Après des années d’études en Occident au frais du gouvernement, je revins au pays, avec toute la hâte de rencontrer enfin physiquement Farida, une jolie fille musulmane dont j’avais fait la connaissance sur un site Internet. Émerveillé en découvrant tout le confort dans lequel elle vivait à Cocody, j’eus honte de présenter cette fille de bonne famille à mes parents qui logeaient eux, dans leur vieil habitat délabré, dans un quartier précaire. J’inventai une histoire à ma fiancée, en lui disant que mes parents avaient perdu la vie dans un accident. Le faux orphelin que j’étais, et qui avait obtenu un poste juteux dès son retour de voyage, se maria avec Farida, sous la bénédiction et en présence de toute sa famille. Mon épouse et moi habitions une villa cossue, dans le quartier résidentiel de la Riviéra Bonoumin. Trois ans après notre mariage, Farida ne m’avait pas encore donné ne serait-ce qu’un enfant. Notre demeure, belle, grande et spacieuse, n’avait besoin pourtant que de la présence d’un bébé pour que ses couleurs aient un sens. Inquiets, ma femme et moi finîmes par aller en consultation. Le docteur nous certifia que nous étions tous les deux fertiles, compatibles en sus, et qu’il trouvait notre échec de procréation assez incongru. Toutefois, il nous recommanda des astuces, et nous prescrivit une ordonnance. Ses conseils et ses médicaments ne purent toujours rien dans la résolution de notre problème. Farida et moi sollicitâmes les services de bien d’autres experts aussi bien nationaux qu’internationaux. Malgré cela, le problème de notre aridité demeurait inexplicable, des années encore après.
Puis un jour que ma femme revint de la mosquée, elle me dit avoir expliqué notre problème à l’imam. Ce dernier voulait nous parler à tous les deux. Il se racontait que le guide islamique en question était un homme atypique, qui savait les secrets et le pouvoir du coran. Les fidèles disaient aussi qu’il avait un sixième sens. Je n’y croyais pas trop personnellement jusqu’à ce que mon épouse et moi partîmes à sa convocation. Vêtu d’un boubou blanc, son chapelet en main avec un coran près de ses jambes croisées, le guide religieux me posa des questions sur ma vie, et notamment ma famille, dans la salle de prière couverte de nattes où nous étions. Il fronça les sourcils quand je lui affirmai être orphelin. Mais ce qui me percuta fut la question qui suivit :
- Tu es sûr que tu es orphelin ?
J’étais resté silencieux, en me demandant comment était-ce possible qu’il me fasse cette interrogation intriguante. Face à mon silence, il feuilleta les pages du livre saint, s’arrêta à un chapitre, lut certains versets arabiques qu’il semblait connaître par cœur. Soudain, il fit une déclaration sidérante qui me convainquit plus que jamais qu’il n’était pas un homme ordinaire : - Ibrahim, tu dis que tes parents sont morts, et pourtant je les vois sur les pages du coran, se plaignant de leur pauvreté, pendant que toi tu es dans une rivière de miel.

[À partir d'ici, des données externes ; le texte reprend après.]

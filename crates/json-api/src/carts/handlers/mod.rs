//! Cart Handlers

pub(crate) mod clear;
pub(crate) mod get;
pub(crate) mod validate;
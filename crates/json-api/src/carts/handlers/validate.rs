//! Validate Cart Handler

use std::sync::Arc;

use salvo::{oapi::ToSchema, prelude::*};
use serde::{Deserialize, Serialize};

use crate::{
    carts::{errors::into_status_error, models::InvalidItemResponse},
    envelope::Envelope,
    extensions::*,
    state::State,
};

/// Cart Validation Response
#[derive(Debug, Serialize, Deserialize, ToSchema)]
#[serde(rename_all = "camelCase")]
pub(crate) struct CartValidationResponse {
    /// Whether every line can be ordered as it stands
    pub is_valid: bool,
    pub invalid_items: Vec<InvalidItemResponse>,
}

/// Validate Cart Handler
///
/// Reports lines whose product is no longer sold or lacks the stock to cover them.
#[endpoint(
    tags("cart"),
    summary = "Validate Cart",
    security(("bearer_auth" = [])),
    responses(
        (status_code = StatusCode::OK, description = "Validation report"),
        (status_code = StatusCode::UNAUTHORIZED, description = "Not authorized"),
        (status_code = StatusCode::INTERNAL_SERVER_ERROR, description = "Internal Server Error"),
    ),
)]
pub(crate) async fn handler(
    depot: &mut Depot,
) -> Result<Json<Envelope<CartValidationResponse>>, StatusError> {
    let state = depot.obtain_or_500::<Arc<State>>()?;
    let user = depot.user_uuid_or_401()?;

    let invalid_items: Vec<InvalidItemResponse> = state
        .app
        .carts
        .validate_items(user)
        .await
        .map_err(into_status_error)?
        .into_iter()
        .map(Into::into)
        .collect();

    Ok(Json(Envelope::data(CartValidationResponse {
        is_valid: invalid_items.is_empty(),
        invalid_items,
    })))
}
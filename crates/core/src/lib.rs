//! Storefront
//!
//! Pricing and catalogue rules shared by the storefront services: cart line items, coupons,
//! totals recomputation, order pricing snapshots, product ratings and category trees.
//!
//! Everything in this crate is pure; persistence and HTTP live in the `storefront-app` and
//! `storefront-json` crates.

pub mod cart;
pub mod categories;
pub mod coupons;
pub mod discounts;
pub mod items;
pub mod orders;
pub mod prelude;
pub mod pricing;
pub mod products;
pub mod ratings;
//! Wishlist Handler

use std::sync::Arc;

use salvo::prelude::*;

use crate::{
    envelope::Envelope, extensions::*, products::models::ProductResponse, state::State,
    users::into_status_error,
};

/// Wishlist Handler
///
/// Products on the authenticated user's wishlist, in the order they were added.
#[endpoint(
    tags("users"),
    summary = "Get Wishlist",
    security(("bearer_auth" = [])),
    responses(
        (status_code = StatusCode::OK, description = "Wishlisted products"),
        (status_code = StatusCode::UNAUTHORIZED, description = "Not authorized"),
        (status_code = StatusCode::INTERNAL_SERVER_ERROR, description = "Internal Server Error"),
    ),
)]
pub(crate) async fn handler(
    depot: &mut Depot,
) -> Result<Json<Envelope<Vec<ProductResponse>>>, StatusError> {
    let state = depot.obtain_or_500::<Arc<State>>()?;
    let user = depot.user_uuid_or_401()?;

    let wishlist = state
        .app
        .users
        .get_wishlist(user)
        .await
        .map_err(into_status_error)?;

    Ok(Json(Envelope::data(
        wishlist.into_iter().map(Into::into).collect(),
    )))
}
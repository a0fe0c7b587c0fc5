//! Cart Item Handlers

pub(crate) mod create;
pub(crate) mod delete;
pub(crate) mod update;
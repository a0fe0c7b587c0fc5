//! Users

mod errors;
mod handlers;
mod models;
pub(crate) mod wishlist;

pub(crate) use errors::into_status_error;
pub(crate) use handlers::*;
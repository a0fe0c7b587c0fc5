//! Cart Coupon Handlers

pub(crate) mod apply;
pub(crate) mod remove;
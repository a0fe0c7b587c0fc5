//! Ride Handlers

pub(crate) mod create;
pub(crate) mod index;
//! Users service.

use async_trait::async_trait;
use mockall::automock;
use tracing::info;

use crate::{
    database::Db,
    domain::{
        products::{
            records::{ProductRecord, ProductUuid},
            repository::PgProductsRepository,
        },
        users::{
            data::{NewUser, ProfileUpdate},
            errors::UsersServiceError,
            records::{UserRecord, UserUuid},
            repository::PgUsersRepository,
        },
    },
};

#[derive(Debug, Clone)]
pub struct PgUsersService {
    db: Db,
    repository: PgUsersRepository,
    products_repository: PgProductsRepository,
}

impl PgUsersService {
    #[must_use]
    pub fn new(db: Db) -> Self {
        Self {
            db,
            repository: PgUsersRepository::new(),
            products_repository: PgProductsRepository::new(),
        }
    }
}

#[async_trait]
impl UsersService for PgUsersService {
    async fn create_user(&self, user: NewUser) -> Result<UserRecord, UsersServiceError> {
        let mut tx = self.db.begin_transaction().await?;

        let created = self.repository.create_user(&mut tx, user).await?;

        tx.commit().await?;

        Ok(created)
    }

    async fn get_profile(&self, user: UserUuid) -> Result<UserRecord, UsersServiceError> {
        let mut tx = self.db.begin_transaction().await?;

        let profile = self.repository.get_user(&mut tx, user).await?;

        tx.commit().await?;

        Ok(profile)
    }

    #[tracing::instrument(
        name = "users.service.update_profile",
        skip(self, update),
        fields(user_uuid = %user),
        err
    )]
    async fn update_profile(
        &self,
        user: UserUuid,
        update: ProfileUpdate,
    ) -> Result<UserRecord, UsersServiceError> {
        let mut tx = self.db.begin_transaction().await?;

        let updated = self.repository.update_user(&mut tx, user, update).await?;

        tx.commit().await?;

        info!(user_uuid = %user, "updated profile");

        Ok(updated)
    }

    async fn get_wishlist(&self, user: UserUuid) -> Result<Vec<ProductRecord>, UsersServiceError> {
        let mut tx = self.db.begin_transaction().await?;

        let wishlist = self.repository.get_wishlist(&mut tx, user).await?;

        tx.commit().await?;

        Ok(wishlist)
    }

    #[tracing::instrument(
        name = "users.service.add_to_wishlist",
        skip(self),
        fields(user_uuid = %user, product_uuid = %product),
        err
    )]
    async fn add_to_wishlist(
        &self,
        user: UserUuid,
        product: ProductUuid,
    ) -> Result<Vec<ProductRecord>, UsersServiceError> {
        let mut tx = self.db.begin_transaction().await?;

        self.products_repository
            .get_product(&mut tx, product)
            .await
            .map_err(|error| match UsersServiceError::from(error) {
                UsersServiceError::NotFound => UsersServiceError::ProductNotFound,
                other => other,
            })?;

        self.repository
            .add_wishlist_item(&mut tx, user, product)
            .await?;

        let wishlist = self.repository.get_wishlist(&mut tx, user).await?;

        tx.commit().await?;

        Ok(wishlist)
    }

    #[tracing::instrument(
        name = "users.service.remove_from_wishlist",
        skip(self),
        fields(user_uuid = %user, product_uuid = %product),
        err
    )]
    async fn remove_from_wishlist(
        &self,
        user: UserUuid,
        product: ProductUuid,
    ) -> Result<Vec<ProductRecord>, UsersServiceError> {
        let mut tx = self.db.begin_transaction().await?;

        self.repository
            .remove_wishlist_item(&mut tx, user, product)
            .await?;

        let wishlist = self.repository.get_wishlist(&mut tx, user).await?;

        tx.commit().await?;

        Ok(wishlist)
    }
}

#[automock]
#[async_trait]
/// User persistence operations.
pub trait UsersService: Send + Sync {
    /// Creates a new user with a pre-hashed API token.
    async fn create_user(&self, user: NewUser) -> Result<UserRecord, UsersServiceError>;

    /// Retrieves the profile of a user.
    async fn get_profile(&self, user: UserUuid) -> Result<UserRecord, UsersServiceError>;

    /// Applies a partial profile update. Fields left unset keep their current value.
    async fn update_profile(
        &self,
        user: UserUuid,
        update: ProfileUpdate,
    ) -> Result<UserRecord, UsersServiceError>;

    /// Products on the user's wishlist, in the order they were added.
    async fn get_wishlist(&self, user: UserUuid) -> Result<Vec<ProductRecord>, UsersServiceError>;

    /// Adds an existing product to the wishlist and returns the whole list. Adding a
    /// product already on the list changes nothing.
    async fn add_to_wishlist(
        &self,
        user: UserUuid,
        product: ProductUuid,
    ) -> Result<Vec<ProductRecord>, UsersServiceError>;

    /// Removes a product from the wishlist, if present, and returns the whole list.
    async fn remove_from_wishlist(
        &self,
        user: UserUuid,
        product: ProductUuid,
    ) -> Result<Vec<ProductRecord>, UsersServiceError>;
}

#[cfg(test)]
mod tests {
    use jiff::Timestamp;
    use testresult::TestResult;

    use crate::{
        auth::hash_api_token,
        domain::products::ProductsService,
        test::{TestContext, helpers::create_product},
    };

    use super::*;

    fn new_user(email: &str) -> NewUser {
        NewUser {
            uuid: UserUuid::new(),
            name: "Ada".to_string(),
            email: email.to_string(),
            token_hash: hash_api_token(&format!("sf_{email}")),
        }
    }

    #[tokio::test]
    async fn create_user_returns_profile() -> TestResult {
        let ctx = TestContext::new().await;
        let before = Timestamp::now();

        let user = new_user("Ada@Example.com");
        let uuid = user.uuid;

        let created = ctx.users.create_user(user).await?;

        assert_eq!(created.uuid, uuid);
        assert_eq!(created.name, "Ada");
        assert_eq!(created.email, "ada@example.com", "email is stored lowercased");
        assert!(created.created_at >= before);

        Ok(())
    }

    #[tokio::test]
    async fn create_user_duplicate_email_returns_already_exists() -> TestResult {
        let ctx = TestContext::new().await;

        ctx.users.create_user(new_user("dup@example.com")).await?;

        let mut second = new_user("dup@example.com");
        second.token_hash = hash_api_token("another");

        let result = ctx.users.create_user(second).await;

        assert!(
            matches!(result, Err(UsersServiceError::AlreadyExists)),
            "expected AlreadyExists, got {result:?}"
        );

        Ok(())
    }

    #[tokio::test]
    async fn create_user_blank_name_returns_invalid_data() {
        let ctx = TestContext::new().await;

        let mut user = new_user("blank@example.com");
        user.name = "   ".to_string();

        let result = ctx.users.create_user(user).await;

        assert!(
            matches!(result, Err(UsersServiceError::InvalidData)),
            "expected InvalidData, got {result:?}"
        );
    }

    #[tokio::test]
    async fn get_profile_returns_test_user() -> TestResult {
        let ctx = TestContext::new().await;

        let profile = ctx.users.get_profile(ctx.user_uuid).await?;

        assert_eq!(profile.uuid, ctx.user_uuid);

        Ok(())
    }

    #[tokio::test]
    async fn get_profile_unknown_user_returns_not_found() {
        let ctx = TestContext::new().await;

        let result = ctx.users.get_profile(UserUuid::new()).await;

        assert!(
            matches!(result, Err(UsersServiceError::NotFound)),
            "expected NotFound, got {result:?}"
        );
    }

    #[tokio::test]
    async fn update_profile_patches_only_given_fields() -> TestResult {
        let ctx = TestContext::new().await;
        let before = ctx.users.get_profile(ctx.user_uuid).await?;

        let renamed = ctx
            .users
            .update_profile(
                ctx.user_uuid,
                ProfileUpdate {
                    name: Some("Grace Hopper".to_string()),
                    ..ProfileUpdate::default()
                },
            )
            .await?;

        assert_eq!(renamed.name, "Grace Hopper");
        assert_eq!(renamed.email, before.email);
        assert_eq!(renamed.phone, None);
        assert!(renamed.updated_at >= before.updated_at);

        let with_phone = ctx
            .users
            .update_profile(
                ctx.user_uuid,
                ProfileUpdate {
                    phone: Some("+44 20 7946 0000".to_string()),
                    ..ProfileUpdate::default()
                },
            )
            .await?;

        assert_eq!(with_phone.name, "Grace Hopper");
        assert_eq!(with_phone.phone.as_deref(), Some("+44 20 7946 0000"));

        Ok(())
    }

    #[tokio::test]
    async fn update_profile_blank_name_returns_invalid_data() {
        let ctx = TestContext::new().await;

        let result = ctx
            .users
            .update_profile(
                ctx.user_uuid,
                ProfileUpdate {
                    name: Some(" ".to_string()),
                    ..ProfileUpdate::default()
                },
            )
            .await;

        assert!(
            matches!(result, Err(UsersServiceError::InvalidData)),
            "expected InvalidData, got {result:?}"
        );
    }

    #[tokio::test]
    async fn update_profile_unknown_user_returns_not_found() {
        let ctx = TestContext::new().await;

        let result = ctx
            .users
            .update_profile(UserUuid::new(), ProfileUpdate::default())
            .await;

        assert!(
            matches!(result, Err(UsersServiceError::NotFound)),
            "expected NotFound, got {result:?}"
        );
    }

    #[tokio::test]
    async fn wishlist_add_is_idempotent_and_remove_drops_product() -> TestResult {
        let ctx = TestContext::new().await;
        let kettle = create_product(&ctx, "Kettle", 40_00).await?;
        let teapot = create_product(&ctx, "Teapot", 25_00).await?;

        ctx.users.add_to_wishlist(ctx.user_uuid, kettle.uuid).await?;
        ctx.users.add_to_wishlist(ctx.user_uuid, teapot.uuid).await?;

        let again = ctx.users.add_to_wishlist(ctx.user_uuid, kettle.uuid).await?;
        let uuids: Vec<_> = again.iter().map(|product| product.uuid).collect();

        assert_eq!(uuids, vec![kettle.uuid, teapot.uuid]);

        let removed = ctx
            .users
            .remove_from_wishlist(ctx.user_uuid, kettle.uuid)
            .await?;
        let uuids: Vec<_> = removed.iter().map(|product| product.uuid).collect();

        assert_eq!(uuids, vec![teapot.uuid]);

        let absent = ctx
            .users
            .remove_from_wishlist(ctx.user_uuid, kettle.uuid)
            .await?;

        assert_eq!(absent.len(), 1, "removing twice changes nothing");

        let other = ctx.create_user("other@example.com").await?;

        assert!(ctx.users.get_wishlist(other).await?.is_empty());

        Ok(())
    }

    #[tokio::test]
    async fn wishlist_unknown_or_deleted_product_returns_product_not_found() -> TestResult {
        let ctx = TestContext::new().await;

        let unknown = ctx
            .users
            .add_to_wishlist(ctx.user_uuid, ProductUuid::new())
            .await;

        assert!(
            matches!(unknown, Err(UsersServiceError::ProductNotFound)),
            "expected ProductNotFound, got {unknown:?}"
        );

        let lamp = create_product(&ctx, "Lamp", 30_00).await?;

        ctx.users.add_to_wishlist(ctx.user_uuid, lamp.uuid).await?;
        ctx.products.delete_product(lamp.uuid).await?;

        assert!(
            ctx.users.get_wishlist(ctx.user_uuid).await?.is_empty(),
            "deleted products drop off the wishlist"
        );

        let deleted = ctx.users.add_to_wishlist(ctx.user_uuid, lamp.uuid).await;

        assert!(
            matches!(deleted, Err(UsersServiceError::ProductNotFound)),
            "expected ProductNotFound, got {deleted:?}"
        );

        Ok(())
    }
}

Ma femme me regarda, les yeux hagards. L’imam continua sous ma grande stupéfaction :
- Tes parents sont-ils en vie ou pas. Réponds véridiquement à cette question avant que je ne vous révèle où se situe votre problème d’infertilité.
Je me mis à sangloter en passant aux aveux, les mains cherchant les épaules de ma femme : - Farida, pardonne-moi. Je te présente mes excuses. L’imam a raison, mes parents vivent encore. Quand je t’ai rencontrée et ai vu toute l’opulence de laquelle tu découlais, j’avais honte que ta famille et toi découvriez la précarité des miens. Alors j’ai dû te mentir qu’ils sont morts, pour que tu me considères comme une personne de bonne famille.
- Ibrahim, tu te rends compte de ce que tu as fait ? C’est monstrueux ! Que tes parents vivent dans un trou, je t’aurais quand même suivi. L’amour ne regarde pas tout ça. Pourquoi m’avoir épousée en l’absence des tiens alors que tu sais très bien qu’ils sont là ? Tu te rends compte de ce que tu as fait ? Je ne sais pas si je pourrai continuer à vivre avec toi. Tu as attiré sur nous la malédiction !
L’imam renchérit aussitôt aux propos de mon épouse : - La malédiction ! Ibrahim, ta femme a touché le cœur du problème. Dans le coran, il y a ce célèbre Hadith de l’homme qui s’adresse au Messager de Allah en ces mots : « O Messager de Dieu ! Quelle est la personne qui mérite que je lui tienne plus compagnie ? » La réponse du prophète est ceci : « Ta mère, ta mère, ta mère et ensuite ton père. » Le même coran nous rapporte l’histoire de Jahima qui s’en va demander des conseils au prophète avant son départ pour le jihad. Et le prophète de lui dire :
« Prends soin de ta mère car le paradis se trouve sous ses pieds ».
Ibrahim, retiens bien que le Saint Coran valorise les parents, et particulièrement la mère.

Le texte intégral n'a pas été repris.